Activity:
Scan the records for the word "during". Copy each line that includes it.

Stored data:

==*==

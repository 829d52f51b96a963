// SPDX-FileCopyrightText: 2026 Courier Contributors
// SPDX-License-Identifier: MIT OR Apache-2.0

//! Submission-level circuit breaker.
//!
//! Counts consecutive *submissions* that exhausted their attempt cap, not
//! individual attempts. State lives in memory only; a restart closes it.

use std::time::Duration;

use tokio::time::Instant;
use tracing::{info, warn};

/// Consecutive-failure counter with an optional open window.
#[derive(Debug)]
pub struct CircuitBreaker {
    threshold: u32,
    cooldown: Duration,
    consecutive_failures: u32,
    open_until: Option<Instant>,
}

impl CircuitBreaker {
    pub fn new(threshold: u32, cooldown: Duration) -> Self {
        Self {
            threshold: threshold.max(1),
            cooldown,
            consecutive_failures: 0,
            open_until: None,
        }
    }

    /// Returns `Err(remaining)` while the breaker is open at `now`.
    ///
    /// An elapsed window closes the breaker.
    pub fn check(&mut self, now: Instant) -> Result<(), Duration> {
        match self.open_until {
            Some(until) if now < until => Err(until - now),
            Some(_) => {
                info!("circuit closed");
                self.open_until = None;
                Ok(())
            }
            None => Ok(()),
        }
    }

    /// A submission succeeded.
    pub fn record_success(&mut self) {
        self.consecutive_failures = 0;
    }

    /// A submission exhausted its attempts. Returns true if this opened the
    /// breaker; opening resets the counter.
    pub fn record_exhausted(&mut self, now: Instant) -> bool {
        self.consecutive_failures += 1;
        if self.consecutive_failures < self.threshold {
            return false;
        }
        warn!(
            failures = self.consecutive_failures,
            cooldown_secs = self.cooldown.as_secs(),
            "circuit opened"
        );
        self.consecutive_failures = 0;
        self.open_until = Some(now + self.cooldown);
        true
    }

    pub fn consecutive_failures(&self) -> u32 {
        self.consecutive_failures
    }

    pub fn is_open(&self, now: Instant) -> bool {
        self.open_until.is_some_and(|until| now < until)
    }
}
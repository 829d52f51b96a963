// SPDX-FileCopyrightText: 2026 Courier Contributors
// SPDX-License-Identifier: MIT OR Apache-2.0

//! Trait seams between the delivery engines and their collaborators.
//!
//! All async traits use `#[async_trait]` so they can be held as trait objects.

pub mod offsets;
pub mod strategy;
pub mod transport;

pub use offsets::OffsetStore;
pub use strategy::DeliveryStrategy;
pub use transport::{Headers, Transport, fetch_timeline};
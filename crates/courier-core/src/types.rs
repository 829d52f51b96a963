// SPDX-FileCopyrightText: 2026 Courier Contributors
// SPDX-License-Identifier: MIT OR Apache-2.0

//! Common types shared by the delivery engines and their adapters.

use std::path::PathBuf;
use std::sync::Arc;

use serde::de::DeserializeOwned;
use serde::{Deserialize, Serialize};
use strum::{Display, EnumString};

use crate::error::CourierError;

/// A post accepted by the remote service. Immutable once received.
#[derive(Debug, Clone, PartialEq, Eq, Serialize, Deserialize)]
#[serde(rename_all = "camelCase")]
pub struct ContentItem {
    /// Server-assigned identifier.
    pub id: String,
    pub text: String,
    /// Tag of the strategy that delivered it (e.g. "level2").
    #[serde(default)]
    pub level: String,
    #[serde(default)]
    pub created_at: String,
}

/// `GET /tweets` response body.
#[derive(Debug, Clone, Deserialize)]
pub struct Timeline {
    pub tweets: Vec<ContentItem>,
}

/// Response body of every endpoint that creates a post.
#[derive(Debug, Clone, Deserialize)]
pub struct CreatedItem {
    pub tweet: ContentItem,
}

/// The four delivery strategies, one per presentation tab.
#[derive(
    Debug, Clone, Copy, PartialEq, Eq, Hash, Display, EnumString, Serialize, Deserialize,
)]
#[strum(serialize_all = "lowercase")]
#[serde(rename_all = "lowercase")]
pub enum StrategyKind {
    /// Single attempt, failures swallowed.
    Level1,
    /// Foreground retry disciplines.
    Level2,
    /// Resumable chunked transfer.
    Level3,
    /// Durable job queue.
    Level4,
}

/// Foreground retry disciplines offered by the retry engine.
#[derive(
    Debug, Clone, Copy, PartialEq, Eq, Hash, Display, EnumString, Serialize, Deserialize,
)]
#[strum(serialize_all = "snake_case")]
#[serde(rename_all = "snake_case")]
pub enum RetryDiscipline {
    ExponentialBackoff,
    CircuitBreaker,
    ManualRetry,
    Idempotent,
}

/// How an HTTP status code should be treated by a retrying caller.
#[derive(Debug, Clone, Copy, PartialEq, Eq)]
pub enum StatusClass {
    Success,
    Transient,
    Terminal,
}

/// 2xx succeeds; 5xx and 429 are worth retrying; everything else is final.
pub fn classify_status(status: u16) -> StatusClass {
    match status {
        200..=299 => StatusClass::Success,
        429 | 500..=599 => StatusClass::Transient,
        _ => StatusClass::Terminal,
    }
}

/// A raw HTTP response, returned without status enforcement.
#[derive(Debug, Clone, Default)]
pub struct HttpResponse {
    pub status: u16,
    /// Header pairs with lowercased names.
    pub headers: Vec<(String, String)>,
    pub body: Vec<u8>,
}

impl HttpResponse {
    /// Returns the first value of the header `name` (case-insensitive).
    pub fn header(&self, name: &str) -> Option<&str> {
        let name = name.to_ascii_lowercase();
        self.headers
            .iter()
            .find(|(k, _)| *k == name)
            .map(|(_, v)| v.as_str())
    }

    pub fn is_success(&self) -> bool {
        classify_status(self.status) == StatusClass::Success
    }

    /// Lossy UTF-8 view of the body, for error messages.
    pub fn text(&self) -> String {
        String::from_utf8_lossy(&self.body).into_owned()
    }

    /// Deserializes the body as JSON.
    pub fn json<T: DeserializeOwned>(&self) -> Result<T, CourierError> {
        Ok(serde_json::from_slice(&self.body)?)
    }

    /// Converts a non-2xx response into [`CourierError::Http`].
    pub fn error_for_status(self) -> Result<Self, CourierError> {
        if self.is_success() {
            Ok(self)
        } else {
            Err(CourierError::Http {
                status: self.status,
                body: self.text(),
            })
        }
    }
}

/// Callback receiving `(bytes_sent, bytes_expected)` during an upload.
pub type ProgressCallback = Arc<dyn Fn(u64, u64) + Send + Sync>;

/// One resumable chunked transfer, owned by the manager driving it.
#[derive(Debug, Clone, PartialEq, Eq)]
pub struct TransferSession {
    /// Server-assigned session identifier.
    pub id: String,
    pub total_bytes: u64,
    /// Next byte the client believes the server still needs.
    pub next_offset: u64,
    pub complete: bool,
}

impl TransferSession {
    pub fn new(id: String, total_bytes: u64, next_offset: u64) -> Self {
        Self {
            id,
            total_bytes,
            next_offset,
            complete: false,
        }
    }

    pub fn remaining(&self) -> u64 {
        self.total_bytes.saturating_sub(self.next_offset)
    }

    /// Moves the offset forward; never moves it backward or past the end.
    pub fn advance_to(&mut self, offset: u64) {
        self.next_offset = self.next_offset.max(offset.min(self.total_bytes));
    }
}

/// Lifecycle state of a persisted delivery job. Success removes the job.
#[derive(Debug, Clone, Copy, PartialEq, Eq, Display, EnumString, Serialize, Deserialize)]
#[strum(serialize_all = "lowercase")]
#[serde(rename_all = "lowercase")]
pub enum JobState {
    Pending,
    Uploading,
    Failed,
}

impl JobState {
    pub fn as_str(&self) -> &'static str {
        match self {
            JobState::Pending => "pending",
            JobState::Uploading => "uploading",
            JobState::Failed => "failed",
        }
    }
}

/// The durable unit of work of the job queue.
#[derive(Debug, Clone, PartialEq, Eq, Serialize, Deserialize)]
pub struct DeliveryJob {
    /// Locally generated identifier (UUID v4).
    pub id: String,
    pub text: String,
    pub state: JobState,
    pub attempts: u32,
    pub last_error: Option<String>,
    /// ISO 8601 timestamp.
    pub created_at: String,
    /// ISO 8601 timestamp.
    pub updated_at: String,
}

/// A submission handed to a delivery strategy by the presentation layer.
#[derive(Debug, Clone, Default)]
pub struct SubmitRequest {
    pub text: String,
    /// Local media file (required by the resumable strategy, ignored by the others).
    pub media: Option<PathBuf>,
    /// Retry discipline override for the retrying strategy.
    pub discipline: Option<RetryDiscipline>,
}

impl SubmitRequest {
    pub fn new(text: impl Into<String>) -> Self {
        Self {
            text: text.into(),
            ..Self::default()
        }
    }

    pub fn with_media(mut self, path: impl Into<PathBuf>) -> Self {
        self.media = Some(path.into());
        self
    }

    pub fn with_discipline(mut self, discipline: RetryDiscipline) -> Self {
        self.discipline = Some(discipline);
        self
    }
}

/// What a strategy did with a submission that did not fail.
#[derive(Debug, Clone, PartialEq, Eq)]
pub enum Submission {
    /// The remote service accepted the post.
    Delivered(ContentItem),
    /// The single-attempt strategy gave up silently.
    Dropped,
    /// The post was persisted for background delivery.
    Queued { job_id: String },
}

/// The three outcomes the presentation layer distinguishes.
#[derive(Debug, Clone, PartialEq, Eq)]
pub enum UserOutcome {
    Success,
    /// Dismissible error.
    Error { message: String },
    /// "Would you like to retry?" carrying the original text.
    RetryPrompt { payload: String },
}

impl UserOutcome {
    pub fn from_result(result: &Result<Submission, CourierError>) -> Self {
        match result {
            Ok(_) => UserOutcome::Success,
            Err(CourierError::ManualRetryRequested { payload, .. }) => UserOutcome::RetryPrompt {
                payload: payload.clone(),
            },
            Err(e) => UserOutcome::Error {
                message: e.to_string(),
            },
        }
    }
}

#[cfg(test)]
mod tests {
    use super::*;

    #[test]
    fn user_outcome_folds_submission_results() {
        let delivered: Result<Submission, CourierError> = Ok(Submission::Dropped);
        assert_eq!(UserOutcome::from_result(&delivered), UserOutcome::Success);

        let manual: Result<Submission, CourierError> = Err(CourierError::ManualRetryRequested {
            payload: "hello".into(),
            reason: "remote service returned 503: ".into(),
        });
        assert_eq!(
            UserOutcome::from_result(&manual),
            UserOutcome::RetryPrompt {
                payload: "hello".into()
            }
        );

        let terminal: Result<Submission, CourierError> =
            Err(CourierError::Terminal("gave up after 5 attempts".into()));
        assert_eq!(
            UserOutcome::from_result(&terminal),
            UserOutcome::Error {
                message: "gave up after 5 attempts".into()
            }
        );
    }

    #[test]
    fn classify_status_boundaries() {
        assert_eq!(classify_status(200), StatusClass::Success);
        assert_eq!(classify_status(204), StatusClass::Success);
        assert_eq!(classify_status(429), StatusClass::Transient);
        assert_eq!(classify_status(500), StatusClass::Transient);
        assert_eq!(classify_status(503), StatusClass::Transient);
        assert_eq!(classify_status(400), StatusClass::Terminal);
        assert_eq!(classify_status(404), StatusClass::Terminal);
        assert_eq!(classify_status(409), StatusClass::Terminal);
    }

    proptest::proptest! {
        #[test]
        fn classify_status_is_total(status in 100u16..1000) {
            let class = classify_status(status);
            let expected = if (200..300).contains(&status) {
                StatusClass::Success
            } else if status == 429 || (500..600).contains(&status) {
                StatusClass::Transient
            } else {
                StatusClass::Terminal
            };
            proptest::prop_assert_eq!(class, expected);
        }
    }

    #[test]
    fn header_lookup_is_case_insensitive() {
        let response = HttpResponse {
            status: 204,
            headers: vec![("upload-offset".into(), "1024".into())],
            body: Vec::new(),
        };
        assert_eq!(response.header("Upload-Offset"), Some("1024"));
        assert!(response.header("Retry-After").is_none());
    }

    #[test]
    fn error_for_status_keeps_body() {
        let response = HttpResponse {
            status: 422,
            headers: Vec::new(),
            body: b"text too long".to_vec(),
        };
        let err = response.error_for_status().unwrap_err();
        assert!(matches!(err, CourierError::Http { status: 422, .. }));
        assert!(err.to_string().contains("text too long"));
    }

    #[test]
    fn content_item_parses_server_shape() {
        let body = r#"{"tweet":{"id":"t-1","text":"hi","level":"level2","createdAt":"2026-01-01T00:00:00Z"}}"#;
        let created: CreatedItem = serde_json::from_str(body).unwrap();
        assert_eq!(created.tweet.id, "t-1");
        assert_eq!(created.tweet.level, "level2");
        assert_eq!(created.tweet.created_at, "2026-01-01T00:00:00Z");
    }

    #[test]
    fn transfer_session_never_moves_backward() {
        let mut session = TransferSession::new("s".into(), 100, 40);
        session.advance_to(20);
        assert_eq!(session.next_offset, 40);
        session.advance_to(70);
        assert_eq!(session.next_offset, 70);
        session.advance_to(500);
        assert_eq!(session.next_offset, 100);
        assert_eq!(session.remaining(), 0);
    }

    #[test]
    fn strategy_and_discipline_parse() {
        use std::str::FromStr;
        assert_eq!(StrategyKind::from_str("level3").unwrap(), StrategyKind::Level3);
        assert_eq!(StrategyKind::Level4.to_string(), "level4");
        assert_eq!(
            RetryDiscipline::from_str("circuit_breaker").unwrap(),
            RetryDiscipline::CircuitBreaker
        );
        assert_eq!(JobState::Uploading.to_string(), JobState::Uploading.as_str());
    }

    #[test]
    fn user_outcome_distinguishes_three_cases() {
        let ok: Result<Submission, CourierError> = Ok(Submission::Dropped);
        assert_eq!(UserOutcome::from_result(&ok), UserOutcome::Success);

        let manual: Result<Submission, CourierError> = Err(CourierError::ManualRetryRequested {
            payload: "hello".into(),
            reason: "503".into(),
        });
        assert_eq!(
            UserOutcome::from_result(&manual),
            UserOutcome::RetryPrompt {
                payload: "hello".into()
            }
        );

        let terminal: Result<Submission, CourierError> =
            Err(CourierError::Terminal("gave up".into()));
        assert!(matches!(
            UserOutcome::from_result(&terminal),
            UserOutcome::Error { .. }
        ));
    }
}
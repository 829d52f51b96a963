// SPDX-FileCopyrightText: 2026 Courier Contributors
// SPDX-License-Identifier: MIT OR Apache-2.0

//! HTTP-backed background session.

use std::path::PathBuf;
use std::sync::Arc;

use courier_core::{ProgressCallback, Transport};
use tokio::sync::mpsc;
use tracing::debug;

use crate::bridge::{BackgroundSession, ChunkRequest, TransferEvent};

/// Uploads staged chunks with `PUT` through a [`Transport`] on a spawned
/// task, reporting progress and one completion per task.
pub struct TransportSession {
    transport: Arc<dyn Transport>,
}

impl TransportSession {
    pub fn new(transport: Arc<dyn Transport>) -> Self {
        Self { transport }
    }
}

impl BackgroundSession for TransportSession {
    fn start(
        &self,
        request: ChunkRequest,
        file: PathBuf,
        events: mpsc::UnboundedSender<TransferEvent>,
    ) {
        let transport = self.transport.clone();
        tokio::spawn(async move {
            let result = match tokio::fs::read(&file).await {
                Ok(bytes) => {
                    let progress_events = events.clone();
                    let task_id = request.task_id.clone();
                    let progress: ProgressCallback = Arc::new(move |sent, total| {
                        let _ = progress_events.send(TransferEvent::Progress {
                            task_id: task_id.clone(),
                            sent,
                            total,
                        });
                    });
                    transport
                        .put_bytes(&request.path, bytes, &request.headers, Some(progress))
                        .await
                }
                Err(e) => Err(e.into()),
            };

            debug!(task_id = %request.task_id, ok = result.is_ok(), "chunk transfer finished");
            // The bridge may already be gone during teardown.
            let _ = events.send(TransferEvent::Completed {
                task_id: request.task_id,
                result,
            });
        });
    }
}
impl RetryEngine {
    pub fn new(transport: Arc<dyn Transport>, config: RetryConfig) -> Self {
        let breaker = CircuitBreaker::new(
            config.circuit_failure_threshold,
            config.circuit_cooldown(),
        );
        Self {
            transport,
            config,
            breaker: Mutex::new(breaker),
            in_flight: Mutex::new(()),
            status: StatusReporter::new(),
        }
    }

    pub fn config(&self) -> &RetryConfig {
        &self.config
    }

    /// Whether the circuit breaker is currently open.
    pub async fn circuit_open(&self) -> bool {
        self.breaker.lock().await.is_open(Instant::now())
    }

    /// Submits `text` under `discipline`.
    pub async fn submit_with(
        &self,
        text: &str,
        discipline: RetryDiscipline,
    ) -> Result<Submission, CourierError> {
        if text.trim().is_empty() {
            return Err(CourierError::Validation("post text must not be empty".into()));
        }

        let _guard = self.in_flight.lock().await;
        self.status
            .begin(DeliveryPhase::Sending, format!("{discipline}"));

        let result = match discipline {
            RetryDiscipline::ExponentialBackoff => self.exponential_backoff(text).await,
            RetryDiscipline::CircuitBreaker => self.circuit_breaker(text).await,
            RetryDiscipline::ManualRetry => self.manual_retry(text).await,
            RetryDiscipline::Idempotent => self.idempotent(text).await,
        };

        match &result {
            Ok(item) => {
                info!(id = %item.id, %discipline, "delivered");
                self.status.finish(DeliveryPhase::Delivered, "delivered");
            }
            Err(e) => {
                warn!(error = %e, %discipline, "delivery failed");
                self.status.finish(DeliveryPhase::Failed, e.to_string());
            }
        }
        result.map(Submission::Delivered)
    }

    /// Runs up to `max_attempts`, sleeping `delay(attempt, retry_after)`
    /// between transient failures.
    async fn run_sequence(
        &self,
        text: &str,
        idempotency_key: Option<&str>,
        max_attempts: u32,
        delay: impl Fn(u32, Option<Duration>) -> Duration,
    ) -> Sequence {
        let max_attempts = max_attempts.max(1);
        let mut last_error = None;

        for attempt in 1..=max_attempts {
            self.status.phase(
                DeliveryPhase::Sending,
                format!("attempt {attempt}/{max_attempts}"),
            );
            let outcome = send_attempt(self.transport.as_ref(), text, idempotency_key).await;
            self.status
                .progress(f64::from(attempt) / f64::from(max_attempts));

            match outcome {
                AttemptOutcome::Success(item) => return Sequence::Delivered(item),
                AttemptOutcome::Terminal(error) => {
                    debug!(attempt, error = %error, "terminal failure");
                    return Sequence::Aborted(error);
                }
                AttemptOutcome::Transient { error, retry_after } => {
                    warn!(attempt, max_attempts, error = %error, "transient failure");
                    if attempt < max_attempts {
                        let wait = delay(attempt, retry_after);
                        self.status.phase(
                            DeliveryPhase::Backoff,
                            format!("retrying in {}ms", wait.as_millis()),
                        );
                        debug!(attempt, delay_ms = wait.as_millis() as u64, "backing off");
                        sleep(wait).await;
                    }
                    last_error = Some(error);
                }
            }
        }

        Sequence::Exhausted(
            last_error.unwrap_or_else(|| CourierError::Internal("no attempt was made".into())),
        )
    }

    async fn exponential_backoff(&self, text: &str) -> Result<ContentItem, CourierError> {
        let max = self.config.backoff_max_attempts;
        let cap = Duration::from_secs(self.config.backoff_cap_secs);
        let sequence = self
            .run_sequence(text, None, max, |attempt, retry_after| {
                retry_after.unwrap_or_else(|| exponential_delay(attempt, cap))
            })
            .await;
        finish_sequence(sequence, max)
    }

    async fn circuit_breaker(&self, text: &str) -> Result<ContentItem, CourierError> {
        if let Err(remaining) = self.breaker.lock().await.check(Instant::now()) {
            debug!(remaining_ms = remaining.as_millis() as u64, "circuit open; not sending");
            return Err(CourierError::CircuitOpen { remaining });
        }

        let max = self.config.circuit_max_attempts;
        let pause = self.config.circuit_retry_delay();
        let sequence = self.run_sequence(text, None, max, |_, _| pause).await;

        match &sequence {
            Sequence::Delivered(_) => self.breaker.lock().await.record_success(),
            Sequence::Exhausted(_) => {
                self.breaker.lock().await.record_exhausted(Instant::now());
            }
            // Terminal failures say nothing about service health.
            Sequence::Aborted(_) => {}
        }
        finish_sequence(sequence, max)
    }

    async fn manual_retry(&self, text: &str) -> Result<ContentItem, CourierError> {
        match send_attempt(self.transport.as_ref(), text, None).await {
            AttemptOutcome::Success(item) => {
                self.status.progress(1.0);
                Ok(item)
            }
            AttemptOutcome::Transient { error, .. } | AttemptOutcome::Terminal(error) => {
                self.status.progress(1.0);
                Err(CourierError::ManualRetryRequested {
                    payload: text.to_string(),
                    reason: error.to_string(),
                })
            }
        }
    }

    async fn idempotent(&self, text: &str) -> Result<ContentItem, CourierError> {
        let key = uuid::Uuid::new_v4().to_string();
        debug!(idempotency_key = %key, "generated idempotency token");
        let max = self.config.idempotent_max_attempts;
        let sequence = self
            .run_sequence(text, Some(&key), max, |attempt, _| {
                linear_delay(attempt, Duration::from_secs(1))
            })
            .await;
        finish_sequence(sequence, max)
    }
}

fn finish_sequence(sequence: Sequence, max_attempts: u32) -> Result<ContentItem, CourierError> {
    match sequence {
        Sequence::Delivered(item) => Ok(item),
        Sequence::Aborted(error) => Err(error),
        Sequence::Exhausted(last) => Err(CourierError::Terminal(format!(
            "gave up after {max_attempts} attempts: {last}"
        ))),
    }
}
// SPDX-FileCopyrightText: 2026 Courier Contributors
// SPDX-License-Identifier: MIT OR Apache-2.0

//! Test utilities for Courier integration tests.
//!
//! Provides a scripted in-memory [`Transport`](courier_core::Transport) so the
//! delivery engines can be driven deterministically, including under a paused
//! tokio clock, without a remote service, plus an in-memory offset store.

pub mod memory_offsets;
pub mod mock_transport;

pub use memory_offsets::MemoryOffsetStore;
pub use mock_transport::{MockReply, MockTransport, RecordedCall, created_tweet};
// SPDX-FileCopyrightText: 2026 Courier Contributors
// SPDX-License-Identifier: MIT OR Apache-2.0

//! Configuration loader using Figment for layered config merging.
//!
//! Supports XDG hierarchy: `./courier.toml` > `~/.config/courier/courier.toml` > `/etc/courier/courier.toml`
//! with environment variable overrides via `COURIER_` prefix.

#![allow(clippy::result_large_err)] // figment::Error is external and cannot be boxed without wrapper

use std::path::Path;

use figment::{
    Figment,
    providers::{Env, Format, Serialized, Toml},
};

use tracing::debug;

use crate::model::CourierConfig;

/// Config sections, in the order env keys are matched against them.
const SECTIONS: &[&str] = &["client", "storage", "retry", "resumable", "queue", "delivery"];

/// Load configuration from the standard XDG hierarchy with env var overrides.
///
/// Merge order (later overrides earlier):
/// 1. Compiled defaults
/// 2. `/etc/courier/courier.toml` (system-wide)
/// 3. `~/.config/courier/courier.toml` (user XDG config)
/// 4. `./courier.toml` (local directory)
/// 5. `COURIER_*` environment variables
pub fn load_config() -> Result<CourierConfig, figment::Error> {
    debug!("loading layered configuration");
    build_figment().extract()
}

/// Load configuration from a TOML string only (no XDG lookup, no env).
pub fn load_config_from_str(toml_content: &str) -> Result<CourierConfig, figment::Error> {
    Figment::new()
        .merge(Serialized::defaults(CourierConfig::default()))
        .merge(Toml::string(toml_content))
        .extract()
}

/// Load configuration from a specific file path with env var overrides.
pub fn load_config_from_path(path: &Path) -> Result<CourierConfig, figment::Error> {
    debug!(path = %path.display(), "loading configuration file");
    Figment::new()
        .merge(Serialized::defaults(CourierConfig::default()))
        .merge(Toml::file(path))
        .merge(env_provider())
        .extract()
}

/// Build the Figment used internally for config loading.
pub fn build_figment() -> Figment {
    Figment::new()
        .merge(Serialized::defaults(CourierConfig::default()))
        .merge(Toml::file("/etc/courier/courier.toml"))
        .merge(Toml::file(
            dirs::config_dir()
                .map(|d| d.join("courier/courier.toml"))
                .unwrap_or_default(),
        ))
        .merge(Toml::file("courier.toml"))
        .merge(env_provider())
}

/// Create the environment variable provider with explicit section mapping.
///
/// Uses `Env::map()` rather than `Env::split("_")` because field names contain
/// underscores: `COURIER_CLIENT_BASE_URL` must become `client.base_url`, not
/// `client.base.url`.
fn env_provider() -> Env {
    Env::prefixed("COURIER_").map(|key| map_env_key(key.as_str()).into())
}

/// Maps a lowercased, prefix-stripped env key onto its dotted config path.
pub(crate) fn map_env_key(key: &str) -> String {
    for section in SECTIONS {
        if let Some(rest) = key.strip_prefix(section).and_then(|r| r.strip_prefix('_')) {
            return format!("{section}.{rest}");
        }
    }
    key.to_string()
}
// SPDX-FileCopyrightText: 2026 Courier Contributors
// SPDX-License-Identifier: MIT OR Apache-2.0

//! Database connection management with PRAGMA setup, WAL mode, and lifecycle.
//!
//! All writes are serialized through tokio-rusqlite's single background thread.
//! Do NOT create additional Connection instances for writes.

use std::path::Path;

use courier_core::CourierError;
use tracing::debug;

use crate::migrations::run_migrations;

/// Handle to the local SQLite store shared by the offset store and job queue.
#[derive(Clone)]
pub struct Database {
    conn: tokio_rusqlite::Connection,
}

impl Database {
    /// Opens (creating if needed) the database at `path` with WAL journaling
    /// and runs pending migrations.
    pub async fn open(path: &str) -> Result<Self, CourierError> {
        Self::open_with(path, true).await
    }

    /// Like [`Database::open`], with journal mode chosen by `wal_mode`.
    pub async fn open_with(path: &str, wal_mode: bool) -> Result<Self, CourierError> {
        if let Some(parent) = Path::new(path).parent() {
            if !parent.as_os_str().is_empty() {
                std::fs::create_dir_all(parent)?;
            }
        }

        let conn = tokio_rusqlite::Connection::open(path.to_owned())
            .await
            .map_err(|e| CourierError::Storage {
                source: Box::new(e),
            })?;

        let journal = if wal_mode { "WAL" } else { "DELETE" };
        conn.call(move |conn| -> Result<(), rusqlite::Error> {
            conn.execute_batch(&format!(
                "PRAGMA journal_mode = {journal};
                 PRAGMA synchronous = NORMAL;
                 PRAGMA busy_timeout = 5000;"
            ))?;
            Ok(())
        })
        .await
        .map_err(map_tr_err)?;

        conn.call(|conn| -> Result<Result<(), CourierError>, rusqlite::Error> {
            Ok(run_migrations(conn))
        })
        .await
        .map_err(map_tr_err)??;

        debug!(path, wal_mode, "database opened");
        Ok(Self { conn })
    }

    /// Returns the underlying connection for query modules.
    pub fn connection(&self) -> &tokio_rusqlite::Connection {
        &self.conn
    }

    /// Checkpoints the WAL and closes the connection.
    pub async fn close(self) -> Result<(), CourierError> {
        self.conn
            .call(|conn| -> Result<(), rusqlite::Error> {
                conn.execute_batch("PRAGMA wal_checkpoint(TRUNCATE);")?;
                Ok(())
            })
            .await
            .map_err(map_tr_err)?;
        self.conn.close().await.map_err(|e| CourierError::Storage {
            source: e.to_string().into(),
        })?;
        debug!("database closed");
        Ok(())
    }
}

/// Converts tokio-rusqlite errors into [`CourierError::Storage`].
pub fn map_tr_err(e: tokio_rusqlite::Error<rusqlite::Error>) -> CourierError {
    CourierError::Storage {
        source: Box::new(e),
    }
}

==*==

Your solution:
/// Callback receiving `(bytes_sent, bytes_expected)` during an upload.
            // The bridge may already be gone during teardown.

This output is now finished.